As we write this, no presidential candidate has been declared the winner in a tight race that defied pollsters’ predictions. We could still be days away from clear election results (and months for the Senate race owing to at least one run-off vote in Georgia), but what we can state is that the expected blue wave petered out before making it to its destination and we are heading for a divided Congress.
Historically, a divided Congress has been regarded as positive by investors given the low likelihood of major policy changes. This time around is no different and key overhangs (taxation and antitrust) for equity markets will likely be relegated to the back burner for the foreseeable future; presumably explaining the initial positive response in the equity markets.
Let’s not forget, however, that equity valuations are very extended. The MSCI World’s valuation is in the top decile of its historical distribution. Such a rich equity valuation is in stark contrast to the continuing macroeconomic and health-related uncertainty.
The lack of a strong Democratic majority in Congress reduces the odds the U.S. government will be able to deliver the large fiscal stimulus package investors were anticipating. In our view, this should help keep long-term interest rates from rising from current levels as Treasury funding needs are smaller.
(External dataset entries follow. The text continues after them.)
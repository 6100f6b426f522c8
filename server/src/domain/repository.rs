#![allow(async_fn_in_trait)]

use crate::domain::types::{Person, Planet, User};
use crate::error::HolocronServiceError;

/// Repository for user accounts.
pub trait UserRepository: Send + Sync {
    async fn list(&self) -> Result<Vec<User>, HolocronServiceError>;
    async fn find_by_id(&self, id: i32) -> Result<Option<User>, HolocronServiceError>;
}

/// Repository for catalog planets.
pub trait PlanetRepository: Send + Sync {
    async fn list(&self) -> Result<Vec<Planet>, HolocronServiceError>;
    async fn find_by_id(&self, id: i32) -> Result<Option<Planet>, HolocronServiceError>;
}

/// Repository for catalog people.
pub trait PersonRepository: Send + Sync {
    async fn list(&self) -> Result<Vec<Person>, HolocronServiceError>;
    async fn find_by_id(&self, id: i32) -> Result<Option<Person>, HolocronServiceError>;
}

/// Repository for the user-planet favorites relation.
pub trait FavoritePlanetRepository: Send + Sync {
    /// Planets the user has favorited, fully loaded.
    async fn list_for_user(&self, user_id: i32) -> Result<Vec<Planet>, HolocronServiceError>;

    /// Add a favorite pair. Returns `false` if the pair already exists.
    async fn add(&self, user_id: i32, planet_id: i32) -> Result<bool, HolocronServiceError>;

    /// Remove a favorite pair. Returns `false` if no row was deleted.
    async fn remove(&self, user_id: i32, planet_id: i32) -> Result<bool, HolocronServiceError>;
}

/// Repository for the user-person favorites relation.
pub trait FavoritePersonRepository: Send + Sync {
    /// People the user has favorited, fully loaded.
    async fn list_for_user(&self, user_id: i32) -> Result<Vec<Person>, HolocronServiceError>;

    /// Add a favorite pair. Returns `false` if the pair already exists.
    async fn add(&self, user_id: i32, person_id: i32) -> Result<bool, HolocronServiceError>;

    /// Remove a favorite pair. Returns `false` if no row was deleted.
    async fn remove(&self, user_id: i32, person_id: i32) -> Result<bool, HolocronServiceError>;
}
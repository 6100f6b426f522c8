/// Server configuration loaded from environment variables.
#[derive(Debug)]
pub struct HolocronConfig {
    /// Database connection URL. Env var: `DATABASE_URL`. Falls back to a
    /// local SQLite file when unset.
    pub database_url: String,
    /// TCP port for the HTTP server (default 3000). Env var: `PORT`.
    pub port: u16,
}

/// Default store used when `DATABASE_URL` is unset. `mode=rwc` lets SQLite
/// create the file on first run.
const DEFAULT_DATABASE_URL: &str = "sqlite:///tmp/holocron.db?mode=rwc";

impl HolocronConfig {
    pub fn from_env() -> Self {
        Self {
            database_url: std::env::var("DATABASE_URL")
                .unwrap_or_else(|_| DEFAULT_DATABASE_URL.to_owned()),
            port: std::env::var("PORT")
                .ok()
                .and_then(|v| v.parse().ok())
                .unwrap_or(3000),
        }
    }
}
use sea_orm_migration::prelude::*;

#[derive(DeriveMigrationName)]
pub struct Migration;

#[async_trait::async_trait]
impl MigrationTrait for Migration {
    async fn up(&self, manager: &SchemaManager) -> Result<(), DbErr> {
        manager
            .create_table(
                Table::create()
                    .table(People::Table)
                    .if_not_exists()
                    .col(
                        ColumnDef::new(People::Id)
                            .integer()
                            .not_null()
                            .auto_increment()
                            .primary_key(),
                    )
                    .col(ColumnDef::new(People::Name).string_len(50).not_null())
                    .col(ColumnDef::new(People::Gender).string_len(50).not_null())
                    .col(ColumnDef::new(People::Height).string_len(50).not_null())
                    .col(ColumnDef::new(People::HairColor).string_len(50).not_null())
                    .col(ColumnDef::new(People::EyeColor).string_len(50).not_null())
                    .col(ColumnDef::new(People::BirthYear).string_len(50).not_null())
                    .to_owned(),
            )
            .await
    }

    async fn down(&self, manager: &SchemaManager) -> Result<(), DbErr> {
        manager
            .drop_table(Table::drop().table(People::Table).to_owned())
            .await
    }
}

#[derive(Iden)]
enum People {
    Table,
    Id,
    Name,
    Gender,
    Height,
    HairColor,
    EyeColor,
    BirthYear,
}
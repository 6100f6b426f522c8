use axum::{
    Json,
    extract::{Path, State},
};
use serde::{Deserialize, Serialize};

use crate::error::HolocronServiceError;
use crate::handlers::user::UserResponse;
use crate::state::AppState;
use crate::usecase::favorite::{
    CreateFavoritePersonUseCase, CreateFavoritePlanetUseCase, DeleteFavoritePersonUseCase,
    DeleteFavoritePlanetUseCase,
};
use crate::usecase::user::GetUserWithFavoritesUseCase;

#[derive(Deserialize)]
pub struct FavoriteRequest {
    pub user_id: i32,
}

/// Mutation payload: a confirmation message plus the updated serialized user.
#[derive(Serialize)]
pub struct FavoriteMutationResponse {
    pub message: &'static str,
    pub user: UserResponse,
}

async fn updated_user(
    state: &AppState,
    user_id: i32,
) -> Result<UserResponse, HolocronServiceError> {
    let uc = GetUserWithFavoritesUseCase {
        users: state.user_repo(),
        favorite_planets: state.favorite_planet_repo(),
        favorite_people: state.favorite_person_repo(),
    };
    Ok(UserResponse::from(uc.execute(user_id).await?))
}

// ── POST /favorite/planet/{planet_id} ────────────────────────────────────────

pub async fn create_favorite_planet(
    State(state): State<AppState>,
    Path(planet_id): Path<i32>,
    Json(body): Json<FavoriteRequest>,
) -> Result<Json<FavoriteMutationResponse>, HolocronServiceError> {
    let uc = CreateFavoritePlanetUseCase {
        users: state.user_repo(),
        planets: state.planet_repo(),
        favorites: state.favorite_planet_repo(),
    };
    uc.execute(body.user_id, planet_id).await?;
    Ok(Json(FavoriteMutationResponse {
        message: "favorite planet has been saved",
        user: updated_user(&state, body.user_id).await?,
    }))
}

// ── DELETE /favorite/planet/{planet_id} ──────────────────────────────────────

pub async fn delete_favorite_planet(
    State(state): State<AppState>,
    Path(planet_id): Path<i32>,
    Json(body): Json<FavoriteRequest>,
) -> Result<Json<FavoriteMutationResponse>, HolocronServiceError> {
    let uc = DeleteFavoritePlanetUseCase {
        users: state.user_repo(),
        planets: state.planet_repo(),
        favorites: state.favorite_planet_repo(),
    };
    uc.execute(body.user_id, planet_id).await?;
    Ok(Json(FavoriteMutationResponse {
        message: "favorite planet has been deleted",
        user: updated_user(&state, body.user_id).await?,
    }))
}

// ── POST /favorite/people/{person_id} ────────────────────────────────────────

pub async fn create_favorite_person(
    State(state): State<AppState>,
    Path(person_id): Path<i32>,
    Json(body): Json<FavoriteRequest>,
) -> Result<Json<FavoriteMutationResponse>, HolocronServiceError> {
    let uc = CreateFavoritePersonUseCase {
        users: state.user_repo(),
        people: state.person_repo(),
        favorites: state.favorite_person_repo(),
    };
    uc.execute(body.user_id, person_id).await?;
    Ok(Json(FavoriteMutationResponse {
        message: "favorite person has been saved",
        user: updated_user(&state, body.user_id).await?,
    }))
}

// ── DELETE /favorite/people/{person_id} ──────────────────────────────────────

pub async fn delete_favorite_person(
    State(state): State<AppState>,
    Path(person_id): Path<i32>,
    Json(body): Json<FavoriteRequest>,
) -> Result<Json<FavoriteMutationResponse>, HolocronServiceError> {
    let uc = DeleteFavoritePersonUseCase {
        users: state.user_repo(),
        people: state.person_repo(),
        favorites: state.favorite_person_repo(),
    };
    uc.execute(body.user_id, person_id).await?;
    Ok(Json(FavoriteMutationResponse {
        message: "favorite person has been deleted",
        user: updated_user(&state, body.user_id).await?,
    }))
}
Less money coming from the government combined with the likelihood of a much less cohesive response to the current crisis could lead to a longer and bumpy economic recovery1 if the government fails to implement tough measures to control the spread of the virus. While improved trade relations could reduce uncertainty and spur investment and economic activity, there seems to be little chance of an improvement in this domain as well.
A combination of high uncertainty and falling rates is generally a constructive backdrop for gold as well as for consumer staples and utilities sectors. At the same time, this is also a positive outcome for health care and oil companies. It appears that in recent months, many investors reduced their exposure to these two sectors as they presumably feared the negative impact of policy changes under a strong Democratic government.
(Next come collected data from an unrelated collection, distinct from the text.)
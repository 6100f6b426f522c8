use tower_http::request_id::{MakeRequestId, RequestId, SetRequestIdLayer};
use uuid::Uuid;

#[derive(Clone, Default)]
pub struct MakeUuidRequestId;

impl MakeRequestId for MakeUuidRequestId {
    fn make_request_id<B>(&mut self, _request: &axum::http::Request<B>) -> Option<RequestId> {
        let id = Uuid::new_v4().to_string();
        Some(RequestId::new(id.parse().unwrap()))
    }
}

/// Build the request-id layer. Apply with `.layer(request_id_layer())` in router.
pub fn request_id_layer() -> SetRequestIdLayer<MakeUuidRequestId> {
    SetRequestIdLayer::new(
        axum::http::HeaderName::from_static("x-request-id"),
        MakeUuidRequestId,
    )
}
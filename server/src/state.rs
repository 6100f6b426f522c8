use sea_orm::DatabaseConnection;

use crate::infra::db::{
    DbFavoritePersonRepository, DbFavoritePlanetRepository, DbPersonRepository, DbPlanetRepository,
    DbUserRepository,
};

/// Shared application state passed to every handler via axum `State`.
#[derive(Clone)]
pub struct AppState {
    pub db: DatabaseConnection,
}

impl AppState {
    pub fn user_repo(&self) -> DbUserRepository {
        DbUserRepository {
            db: self.db.clone(),
        }
    }

    pub fn planet_repo(&self) -> DbPlanetRepository {
        DbPlanetRepository {
            db: self.db.clone(),
        }
    }

    pub fn person_repo(&self) -> DbPersonRepository {
        DbPersonRepository {
            db: self.db.clone(),
        }
    }

    pub fn favorite_planet_repo(&self) -> DbFavoritePlanetRepository {
        DbFavoritePlanetRepository {
            db: self.db.clone(),
        }
    }

    pub fn favorite_person_repo(&self) -> DbFavoritePersonRepository {
        DbFavoritePersonRepository {
            db: self.db.clone(),
        }
    }
}
use sea_orm::entity::prelude::*;

/// Catalog person. Height and birth year are free-form strings in the
/// upstream dataset, so they stay strings here.
#[derive(Clone, Debug, PartialEq, Eq, DeriveEntityModel)]
#[sea_orm(table_name = "people")]
pub struct Model {
    #[sea_orm(primary_key)]
    pub id: i32,
    pub name: String,
    pub gender: String,
    pub height: String,
    pub hair_color: String,
    pub eye_color: String,
    pub birth_year: String,
}

#[derive(Copy, Clone, Debug, EnumIter, DeriveRelation)]
pub enum Relation {
    #[sea_orm(has_many = "super::favorite_people::Entity")]
    FavoritePeople,
}

impl Related<super::favorite_people::Entity> for Entity {
    fn to() -> RelationDef {
        Relation::FavoritePeople.def()
    }
}

impl ActiveModelBehavior for ActiveModel {}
At the other end of the spectrum, sectors that are especially sensitive to the economic cycle are the most negatively exposed to a divided congress. This is particularly true given that these sectors outperformed in recent weeks as they priced in the likelihood of a strong Democratic showing in the elections.
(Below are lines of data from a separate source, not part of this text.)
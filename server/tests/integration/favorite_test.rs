use axum::http::StatusCode;
use sea_orm::EntityTrait;
use serde_json::{Value, json};

use holocron_schema::{favorite_people, favorite_planets};

use crate::helpers::test_server;

#[tokio::test]
async fn should_add_exactly_one_join_row_and_return_updated_user() {
    let (server, db) = test_server().await;

    let resp = server
        .post("/favorite/planet/1")
        .json(&json!({"user_id": 1}))
        .await;
    assert_eq!(resp.status_code(), StatusCode::OK);

    let json: Value = resp.json();
    assert_eq!(json["message"], "favorite planet has been saved");
    assert_eq!(json["user"]["id"], 1);
    let favorites = json["user"]["favorite_planets"].as_array().unwrap();
    assert_eq!(favorites.len(), 1);
    assert_eq!(favorites[0]["id"], 1);

    let rows = favorite_planets::Entity::find().all(&db).await.unwrap();
    assert_eq!(rows.len(), 1);
    assert_eq!((rows[0].user_id, rows[0].planet_id), (1, 1));
}

#[tokio::test]
async fn should_reject_duplicate_favorite_with_409_and_leave_table_unchanged() {
    let (server, db) = test_server().await;

    server
        .post("/favorite/planet/1")
        .json(&json!({"user_id": 1}))
        .await
        .assert_status_ok();

    let resp = server
        .post("/favorite/planet/1")
        .json(&json!({"user_id": 1}))
        .await;
    assert_eq!(resp.status_code(), StatusCode::CONFLICT);

    let json: Value = resp.json();
    assert_eq!(json["kind"], "FAVORITE_ALREADY_EXISTS");

    let rows = favorite_planets::Entity::find().all(&db).await.unwrap();
    assert_eq!(rows.len(), 1);
}

#[tokio::test]
async fn should_return_404_when_favoriting_for_unknown_user() {
    let (server, db) = test_server().await;

    let resp = server
        .post("/favorite/planet/1")
        .json(&json!({"user_id": 99}))
        .await;
    assert_eq!(resp.status_code(), StatusCode::NOT_FOUND);

    let json: Value = resp.json();
    assert_eq!(json["kind"], "USER_NOT_FOUND");

    let rows = favorite_planets::Entity::find().all(&db).await.unwrap();
    assert!(rows.is_empty());
}

#[tokio::test]
async fn should_return_404_when_favoriting_unknown_planet() {
    let (server, _db) = test_server().await;

    let resp = server
        .post("/favorite/planet/99")
        .json(&json!({"user_id": 1}))
        .await;
    assert_eq!(resp.status_code(), StatusCode::NOT_FOUND);

    let json: Value = resp.json();
    assert_eq!(json["kind"], "FAVORITE_PLANET_NOT_FOUND");
    assert_eq!(json["error"], "planet not found");
}

#[tokio::test]
async fn should_return_404_deleting_favorite_that_was_never_added() {
    let (server, db) = test_server().await;

    // Another user's favorite must not be touched by the miss below.
    server
        .post("/favorite/planet/1")
        .json(&json!({"user_id": 2}))
        .await
        .assert_status_ok();

    let resp = server
        .delete("/favorite/planet/1")
        .json(&json!({"user_id": 1}))
        .await;
    assert_eq!(resp.status_code(), StatusCode::NOT_FOUND);

    let json: Value = resp.json();
    assert_eq!(json["kind"], "PLANET_NOT_FAVORITED");

    let rows = favorite_planets::Entity::find().all(&db).await.unwrap();
    assert_eq!(rows.len(), 1);
    assert_eq!((rows[0].user_id, rows[0].planet_id), (2, 1));
}

#[tokio::test]
async fn should_round_trip_add_then_delete_back_to_zero_favorites() {
    let (server, db) = test_server().await;

    server
        .post("/favorite/planet/2")
        .json(&json!({"user_id": 1}))
        .await
        .assert_status_ok();

    let resp = server
        .delete("/favorite/planet/2")
        .json(&json!({"user_id": 1}))
        .await;
    assert_eq!(resp.status_code(), StatusCode::OK);

    let json: Value = resp.json();
    assert_eq!(json["message"], "favorite planet has been deleted");
    assert_eq!(
        json["user"]["favorite_planets"].as_array().unwrap().len(),
        0
    );

    let rows = favorite_planets::Entity::find().all(&db).await.unwrap();
    assert!(rows.is_empty());
}

#[tokio::test]
async fn should_add_and_delete_favorite_person() {
    let (server, db) = test_server().await;

    let resp = server
        .post("/favorite/people/1")
        .json(&json!({"user_id": 1}))
        .await;
    assert_eq!(resp.status_code(), StatusCode::OK);

    let json: Value = resp.json();
    assert_eq!(json["message"], "favorite person has been saved");
    let favorites = json["user"]["favorite_people"].as_array().unwrap();
    assert_eq!(favorites.len(), 1);
    assert_eq!(favorites[0]["name"], "Obi-Wan Kenobi");

    let rows = favorite_people::Entity::find().all(&db).await.unwrap();
    assert_eq!(rows.len(), 1);

    let resp = server
        .delete("/favorite/people/1")
        .json(&json!({"user_id": 1}))
        .await;
    assert_eq!(resp.status_code(), StatusCode::OK);

    let rows = favorite_people::Entity::find().all(&db).await.unwrap();
    assert!(rows.is_empty());
}

#[tokio::test]
async fn should_return_404_deleting_unknown_person_favorite() {
    let (server, _db) = test_server().await;

    let resp = server
        .delete("/favorite/people/99")
        .json(&json!({"user_id": 1}))
        .await;
    assert_eq!(resp.status_code(), StatusCode::NOT_FOUND);

    let json: Value = resp.json();
    assert_eq!(json["kind"], "FAVORITE_PERSON_NOT_FOUND");

    let resp = server
        .delete("/favorite/people/2")
        .json(&json!({"user_id": 1}))
        .await;
    assert_eq!(resp.status_code(), StatusCode::NOT_FOUND);

    let json: Value = resp.json();
    assert_eq!(json["kind"], "PERSON_NOT_FAVORITED");
}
Today's very turbulent trading session is not, in our view, justified by significant changes in fundamentals. We continue to follow market developments in order to capitalize on any investment opportunities that may arise.
1 Pandemics Depress the Economy, Public Health Interventions Do Not: Evidence from the 1918 Flu, Sergio Correia, Board of Governors of the Federal Reserve System, Stephan Luck, Federal Reserve Bank of New York, Emil Vermer, MIT – Sloan School of Management, June 5, 2020
Source of all data and information: Hexavest as at November 4, 2020, unless otherwise specified.